Copy every line of the following data that includes the string "loopcheck".

_Extracted records_.
* * *
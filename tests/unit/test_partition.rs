//! Unit tests for catalog partitioning

use loopcheck::errors::CatalogError;
use loopcheck::host::catalog::count_groups;
use loopcheck::host::{partition_groups, GroupPlan};
use loopcheck::protocol::{CatalogEntry, Criterion, Schedule};

fn entry(name: &str, schedule: Schedule) -> CatalogEntry {
    CatalogEntry::new(name, Criterion::ExactMatch, schedule).unwrap()
}

#[test]
fn test_reference_layout() {
    let names = [
        "#a", " b", "c", "d", "#e", " f", "g", "#h", " i", "j", "k", "l", "#m", " n", "o", "#p",
        "#q", "#r",
    ];
    let catalog: Vec<_> = names
        .iter()
        .enumerate()
        .map(|(i, n)| {
            let schedule = if i >= 14 {
                Schedule::Sequential
            } else {
                Schedule::Concurrent
            };
            entry(n, schedule)
        })
        .collect();

    // Markers at 0, 4, 7, 12, 15, 16, 17
    assert_eq!(count_groups(&catalog), 7);
    let groups = partition_groups(&catalog).unwrap();
    let lens: Vec<usize> = groups.iter().map(|g| g.len).collect();
    assert_eq!(lens, vec![1, 4, 3, 5, 3, 1, 1]);
    assert_eq!(groups.iter().map(|g| g.len).sum::<usize>(), catalog.len());
}

#[test]
fn test_groups_are_contiguous() {
    let catalog = vec![
        entry(" a", Schedule::Concurrent),
        entry("#b", Schedule::Concurrent),
        entry(" c", Schedule::Sequential),
        entry("#d", Schedule::Sequential),
    ];
    let groups = partition_groups(&catalog).unwrap();
    assert_eq!(
        groups,
        vec![
            GroupPlan {
                index: 0,
                first: 0,
                len: 2,
                schedule: Schedule::Concurrent,
            },
            GroupPlan {
                index: 1,
                first: 2,
                len: 2,
                schedule: Schedule::Sequential,
            },
        ]
    );
    assert_eq!(groups[1].entries(&catalog)[0].display_name(), "c");
}

#[test]
fn test_group_schedule_follows_first_entry() {
    let catalog = vec![
        entry(" a", Schedule::Sequential),
        entry("#b", Schedule::Concurrent),
    ];
    let groups = partition_groups(&catalog).unwrap();
    assert_eq!(groups[0].schedule, Schedule::Sequential);
}

#[test]
fn test_trailing_entries_rejected() {
    let catalog = vec![
        entry("#a", Schedule::Concurrent),
        entry(" b", Schedule::Concurrent),
        entry(" c", Schedule::Concurrent),
    ];
    assert_eq!(
        partition_groups(&catalog),
        Err(CatalogError::UnterminatedGroup { trailing: 2 })
    );
}

#[test]
fn test_empty_catalog_rejected() {
    assert_eq!(partition_groups(&[]), Err(CatalogError::Empty));
}

#[test]
fn test_group_wider_than_selector_rejected() {
    let mut catalog = vec![entry("#head", Schedule::Sequential)];
    catalog.extend((0..257).map(|i| entry(&format!(" s{i}"), Schedule::Concurrent)));
    catalog.push(entry("#tail", Schedule::Concurrent));
    assert_eq!(
        partition_groups(&catalog),
        Err(CatalogError::GroupTooLarge {
            len: 258,
            max: loopcheck::host::catalog::MAX_GROUP_LEN,
        })
    );
}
* * *
_Output_.
use loopcheck::errors::CatalogError;
use loopcheck::host::catalog::count_groups;
use loopcheck::host::{partition_groups, GroupPlan};
use loopcheck::protocol::{CatalogEntry, Criterion, Schedule};
            max: loopcheck::host::catalog::MAX_GROUP_LEN,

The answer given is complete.